The PTR ATTACH command recognizes one switch, -A for ASCII mode. In
ASCII mode, data returned by the read alphabetic command has even parity.
This allows normal text files to be used as input to the paper tape reader.
The paper tape reader implements these registers:
name size comments
BUF 8 last data item processed
INT 1 interrupt pending flag
DONE 1 device done flag
ERR 1 error flag (PDP-9, PDP-15 only)
POS 32 position in the input file
TIME 24 time from I/O initiation to interrupt
STOP_IOE 1 stop on I/O error
Error handling is as follows:
error STOP_IOE processed as
not attached 1 report error and stop
0 out of tape
end of file 1 report error and stop
0 out of tape
OS I/O error x report error and stop
2.3.2 Paper Tape Punch (PTP)
The paper tape punch (PTP) writes data to a disk file. The POS
register specifies the number of the next data item to be written.
Thus, by changing POS, the user can backspace or advance the punch.
The PTP ATTACH command recognizes one switch, -A for ASCII mode. In
ASCII mode, data is punched with the high order bit clear, and NULL and
DEL characters are supressed.
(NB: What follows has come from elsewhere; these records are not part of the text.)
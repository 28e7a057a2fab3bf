// Copyright (c) Microsoft Corporation.
// Licensed under the MIT License.

//! Device-side process (spec.md §6): wires the TELEMETRY engine (C4) and MGMT engine (C6) for
//! one smart-breaker device over a single broker session.

mod commands;
mod config;
mod sensor;

use std::process::ExitCode;
use std::sync::{Arc, Mutex};

use sparkmesh_description::DeviceDescription;
use sparkmesh_mqtt::connection_settings::BrokerConnectionSettingsBuilder;
use sparkmesh_mqtt::interface::PubReceiver;
use sparkmesh_mqtt::session::{BrokerSession, SessionOptionsBuilder};
use sparkmesh_protocol::mgmt::device::{DeviceMgmt, DeviceMgmtConfigBuilder};
use sparkmesh_protocol::mgmt::{BulkOperation, CommandEnvelope};
use sparkmesh_protocol::telemetry::device::{DeviceTelemetry, DeviceTelemetryConfigBuilder};
use tokio::sync::mpsc;
use tokio_util::sync::CancellationToken;

use commands::{BreakerCommandHandler, BreakerConfigApplier, BreakerState};
use config::AgentConfigBuilder;
use sensor::{BreakerRatings, SmartBreakerSensor};

/// Object id this agent's MGMT resources are published under (a placeholder LwM2M object, for
/// demonstration rather than a registered IPSO identifier).
const BREAKER_OBJECT_ID: u16 = 3032;

#[tokio::main(flavor = "current_thread")]
async fn main() -> ExitCode {
    env_logger::Builder::new()
        .filter_level(log::LevelFilter::max())
        .format_timestamp_millis()
        .filter_module("rumqttc", log::LevelFilter::Warn)
        .init();

    match run().await {
        Ok(()) => ExitCode::SUCCESS,
        Err(StartupOrRunError::Startup(message)) => {
            log::error!("device agent could not start: {message}");
            ExitCode::from(1)
        }
        Err(StartupOrRunError::BrokerUnreachable(message)) => {
            log::error!("device agent exiting, broker unreachable: {message}");
            ExitCode::from(2)
        }
        Err(StartupOrRunError::Interrupted) => ExitCode::from(130),
    }
}

enum StartupOrRunError {
    Startup(String),
    BrokerUnreachable(String),
    Interrupted,
}

async fn run() -> Result<(), StartupOrRunError> {
    let config = AgentConfigBuilder::from_environment()
        .map_err(StartupOrRunError::Startup)?
        .build()
        .map_err(StartupOrRunError::Startup)?;

    let description = config
        .description_path
        .as_ref()
        .map(|path| load_description(path))
        .transpose()?;

    let connection_settings = BrokerConnectionSettingsBuilder::from_environment()
        .map_err(StartupOrRunError::Startup)?
        .client_id(format!("sparkmesh-agent-{}", config.device_id))
        .build()
        .map_err(StartupOrRunError::Startup)?;
    let session_options = SessionOptionsBuilder::default()
        .connection_settings(connection_settings)
        .build()
        .map_err(|e| StartupOrRunError::Startup(e.to_string()))?;
    let mut session = BrokerSession::new(session_options).map_err(|e| StartupOrRunError::Startup(e.to_string()))?;
    let pub_sub = session.pub_sub();
    let exit_handle = session.get_session_exit_handle();

    let mgmt_cmd_filter = format!("{}/{}/cmd/+", config.mgmt_prefix, config.device_id);
    let mut mgmt_cmd_rx = session
        .filtered_pub_receiver(&mgmt_cmd_filter, true)
        .map_err(|e| StartupOrRunError::Startup(e.to_string()))?;

    let rebirth_filter = format!(
        "{}/{}/DCMD/{}/{}",
        config.namespace, config.group_id, config.device_id, config.device_id
    );
    let mut rebirth_cmd_rx = session
        .filtered_pub_receiver(&rebirth_filter, true)
        .map_err(|e| StartupOrRunError::Startup(e.to_string()))?;

    let state = Arc::new(Mutex::new(BreakerState::default()));

    let telemetry_config = DeviceTelemetryConfigBuilder::default()
        .namespace(config.namespace.clone())
        .group_id(config.group_id.clone())
        .node_id(config.device_id.clone())
        .device_id(Some(config.device_id.clone()))
        .interval(config.telemetry_interval)
        .build()
        .map_err(|e| StartupOrRunError::Startup(e.to_string()))?;

    let mgmt_config = DeviceMgmtConfigBuilder::default()
        .prefix(config.mgmt_prefix.clone())
        .device_id(config.device_id.clone())
        .endpoint(config.device_id.clone())
        .lifetime_s(config.mgmt_lifetime_s)
        .update_interval(config.mgmt_update_interval)
        .bulk_mode(config.mgmt_bulk_mode)
        .bulk_size(config.mgmt_bulk_size)
        .bulk_interval(config.mgmt_bulk_interval)
        .build()
        .map_err(|e| StartupOrRunError::Startup(e.to_string()))?;

    let cancel = CancellationToken::new();
    let (rebirth_tx, rebirth_rx) = mpsc::channel(1);

    let mut telemetry_engine = DeviceTelemetry::new(pub_sub.clone(), telemetry_config);
    let sensor = SmartBreakerSensor::new(BreakerRatings::default());
    let telemetry_cancel = cancel.clone();
    let telemetry_task = tokio::spawn(async move {
        telemetry_engine.run(sensor, rebirth_rx, telemetry_cancel).await
    });

    let rebirth_cancel = cancel.clone();
    let rebirth_watch_task = tokio::spawn(async move {
        loop {
            tokio::select! {
                () = rebirth_cancel.cancelled() => break,
                publish = rebirth_cmd_rx.recv() => {
                    if publish.is_none() {
                        break;
                    }
                    log::info!("rebirth request observed; requesting fresh birth");
                    let _ = rebirth_tx.send(()).await;
                }
            }
        }
    });

    let mgmt_state = state.clone();
    let mgmt_description = description;
    let mgmt_cancel = cancel.clone();
    let mgmt_update_interval = config.mgmt_update_interval;
    let mgmt_task = tokio::spawn(async move {
        let mut engine = DeviceMgmt::new(pub_sub.clone(), mgmt_config, Default::default());
        if let Err(e) = engine.register().await {
            log::error!("mgmt registration failed: {e}");
        }
        let mut config_applier = BreakerConfigApplier::new(mgmt_description, mgmt_state.clone());
        let mut semantic_handler = BreakerCommandHandler::new(mgmt_state.clone());
        let mut ticker = tokio::time::interval(mgmt_update_interval);

        loop {
            tokio::select! {
                () = mgmt_cancel.cancelled() => break,
                _ = ticker.tick() => {
                    let ops = snapshot_ops(&mgmt_state);
                    if let Err(e) = engine.apply_operations(ops).await {
                        log::error!("mgmt periodic update failed: {e}");
                    }
                }
                publish = mgmt_cmd_rx.recv() => {
                    let Some(publish) = publish else { break };
                    handle_mgmt_command(&mut engine, &publish, &mut config_applier, &mut semantic_handler).await;
                }
            }
        }
    });

    let session_run = session.run();
    tokio::pin!(session_run);

    let outcome = tokio::select! {
        result = &mut session_run => match result {
            Ok(()) => Ok(()),
            Err(e) if e.to_string().contains("reconnection halted") => {
                Err(StartupOrRunError::BrokerUnreachable(e.to_string()))
            }
            Err(e) => Err(StartupOrRunError::Startup(e.to_string())),
        },
        _ = tokio::signal::ctrl_c() => {
            log::info!("interrupt received, shutting down device agent");
            let _ = exit_handle.exit_session().await;
            let _ = session_run.await;
            Err(StartupOrRunError::Interrupted)
        }
    };

    cancel.cancel();
    let _ = telemetry_task.await;
    let _ = rebirth_watch_task.await;
    let _ = mgmt_task.await;
    outcome
}

fn load_description(path: &str) -> Result<DeviceDescription, StartupOrRunError> {
    let xml = std::fs::read_to_string(path)
        .map_err(|e| StartupOrRunError::Startup(format!("description file {path}: {e}")))?;
    DeviceDescription::parse(&xml).map_err(|e| StartupOrRunError::Startup(format!("description file {path}: {e}")))
}

fn snapshot_ops(state: &Arc<Mutex<BreakerState>>) -> Vec<BulkOperation> {
    let state = state.lock().unwrap();
    vec![
        BulkOperation {
            object_id: BREAKER_OBJECT_ID,
            instance_id: 0,
            resource_id: 0,
            value: serde_json::json!(state.overcurrent_pickup),
        },
        BulkOperation {
            object_id: BREAKER_OBJECT_ID,
            instance_id: 0,
            resource_id: 1,
            value: serde_json::json!(state.tripped),
        },
    ]
}

async fn handle_mgmt_command<P: sparkmesh_mqtt::interface::MqttPubSub + Send + Sync>(
    engine: &mut DeviceMgmt<P>,
    publish: &sparkmesh_mqtt::control_packet::Publish,
    config_applier: &mut BreakerConfigApplier,
    semantic_handler: &mut BreakerCommandHandler,
) {
    let topic = String::from_utf8_lossy(&publish.topic).to_string();
    let parsed = match sparkmesh_protocol::topic::parse(&topic) {
        Ok(sparkmesh_protocol::topic::ParsedTopic::Mgmt(mgmt_topic)) => mgmt_topic,
        _ => {
            log::warn!("could not parse mgmt command topic {topic}");
            return;
        }
    };
    let Some(verb) = parsed.sub else {
        log::warn!("mgmt command topic {topic} is missing its verb sub-level");
        return;
    };
    let cmd: CommandEnvelope = match serde_json::from_slice(&publish.payload) {
        Ok(cmd) => cmd,
        Err(e) => {
            log::warn!("malformed command payload on {topic}: {e}");
            return;
        }
    };
    if let Err(e) = engine
        .dispatch_command(&verb, cmd, Some(config_applier), Some(semantic_handler))
        .await
    {
        log::error!("failed to publish response for {topic}: {e}");
    }
}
This allows punch output to be processed
with normal text editing utilities.
The paper tape punch implements these registers:
name size comments
BUF 8 last data item processed
INT 1 interrupt pending flag
DONE 1 device done flag
ERR 1 error flag (PDP-9, PDP-15 only)
POS 32 position in the output file
TIME 24 time from I/O initiation to interrupt
STOP_IOE 1 stop on I/O error
Error handling is as follows:
error STOP_IOE processed as
not attached 1 report error and stop
0 out of tape or paper
OS I/O error x report error and stop
2.3.3 Terminal Input (TTI)
On the PDP-7, PDP-9, and PDP-15, the terminal interfaces (TTI, TTO)
can be set to one of three modes: KSR, 7B, or 8B. In KSR mode, lower
case input and output characters are automatically converted to upper
case, the high order bit is forced to one on input, and printing of
ALTmode characters is supressed. In 7B mode, input and output characters
are masked to 7 bits. In 8B mode, characters are not modified. Changing
the mode of either interface changes both. The default mode is KSR.
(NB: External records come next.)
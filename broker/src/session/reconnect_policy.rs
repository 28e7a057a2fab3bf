// Copyright (c) Microsoft Corporation.
// Licensed under the MIT License.

//! Reconnect policies for a [`BrokerSession`](crate::session::BrokerSession).

use std::time::Duration;

use rand::Rng;

use crate::error::ConnectionError;

/// Trait defining interface for reconnect policies.
pub trait ReconnectPolicy: Send + Sync {
    /// Get the next reconnect delay.
    /// Returns None if no reconnect should be attempted.
    fn next_reconnect_delay(&self, prev_attempts: u32, error: &ConnectionError)
    -> Option<Duration>;
}

/// A reconnect policy that will exponentially backoff the delay between reconnect attempts.
///
/// Reconnects will range from 128ms to the specified max wait time, before applying jitter.
/// Jitter can subtract up to 10% of the delay.
#[derive(Clone)]
pub struct ExponentialBackoffWithJitter {
    /// The longest possible time to wait between reconnect attempts.
    pub max_wait: Duration,
    /// The max number of reconnect attempts before giving up.
    pub max_reconnect_attempts: Option<u32>,
}

impl ExponentialBackoffWithJitter {
    const MIN_EXPONENT: u32 = 7;
    const BASE_DELAY_MS: u64 = 2;

    /// Determine if a reconnect should be attempted.
    fn should_reconnect(&self, prev_attempts: u32, _error: &ConnectionError) -> bool {
        if let Some(max_attempts) = self.max_reconnect_attempts {
            prev_attempts < max_attempts
        } else {
            true
        }
    }

    /// Calculate the delay for the next reconnect attempt.
    fn calculate_delay(&self, prev_attempts: u32) -> Duration {
        // Exponent cannot be less than 7. This is to prevent the delay from being too short.
        let exponent = prev_attempts.saturating_add(Self::MIN_EXPONENT);
        let interval =
            Duration::from_millis(Self::BASE_DELAY_MS.saturating_pow(exponent)).min(self.max_wait);

        // Add jitter to prevent multiple clients from reconnecting at the same time
        let jitter_multiplier = rand::thread_rng().gen_range(0.90..=1.0);
        interval.mul_f64(jitter_multiplier)
    }
}

/// Creates an [`ExponentialBackoffWithJitter`] with the given ceiling on the max wait.
impl From<Duration> for ExponentialBackoffWithJitter {
    fn from(max_wait: Duration) -> Self {
        Self {
            max_wait,
            max_reconnect_attempts: None,
        }
    }
}

impl Default for ExponentialBackoffWithJitter {
    /// Indefinite reconnect, with a max wait time of 60 seconds.
    fn default() -> Self {
        Self {
            max_wait: Duration::from_secs(60),
            max_reconnect_attempts: None,
        }
    }
}

impl ReconnectPolicy for ExponentialBackoffWithJitter {
    fn next_reconnect_delay(
        &self,
        attempt_count: u32,
        error: &ConnectionError,
    ) -> Option<Duration> {
        if self.should_reconnect(attempt_count, error) {
            Some(self.calculate_delay(attempt_count))
        } else {
            None
        }
    }
}

#[cfg(test)]
mod tests {
    use super::*;

    fn dummy_error() -> ConnectionError {
        ConnectionError::RequestsDone
    }

    #[test]
    fn delay_never_exceeds_max_wait() {
        let policy = ExponentialBackoffWithJitter {
            max_wait: Duration::from_millis(500),
            max_reconnect_attempts: None,
        };
        for attempt in 0..20 {
            let delay = policy.calculate_delay(attempt);
            assert!(delay <= Duration::from_millis(500));
        }
    }

    #[test]
    fn stops_after_max_attempts() {
        let policy = ExponentialBackoffWithJitter {
            max_wait: Duration::from_secs(1),
            max_reconnect_attempts: Some(3),
        };
        let err = dummy_error();
        assert!(policy.next_reconnect_delay(2, &err).is_some());
        assert!(policy.next_reconnect_delay(3, &err).is_none());
    }

    #[test]
    fn from_duration_has_no_attempt_limit() {
        let policy = ExponentialBackoffWithJitter::from(Duration::from_secs(10));
        assert_eq!(policy.max_wait, Duration::from_secs(10));
        assert_eq!(policy.max_reconnect_attempts, None);
    }
}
On the PDP-9 and PDP-15, the console terminal operates, by default,
with local echo. For backward compatibility, the terminal input can
be set to FDX (full duplex), which supresses local echo.
The terminal input (TTI) polls the console keyboard for input. It
implements these registers:
name size comments
BUF 8 last data item processed
INT 1 interrupt pending flag
DONE 1 device done flag
POS 32 number of characters input
TIME 24 keyboard polling interval
If the simulator is debugged under Windows Visual C++, typing ^C to the
terminal input causes a fatal run-time error. Use the following command
to simulate typing ^C:
SET TTI CTRL-C
2.3.4 Terminal Output (TTO)
The terminal output (TTO) writes to the simulator console window. It
implements these registers:
name size comments
BUF 8 last data item processed
INT 1 interrupt pending flag
DONE 1 device done flag
POS 32 number of chararacters output
TIME 24 time from I/O initiation to interrupt
2.3.5 Line Printers (LPT, LP9)
The line printers (LPT, LP9) write data to a disk file. The POS
register specifies the number of the next data item to be written.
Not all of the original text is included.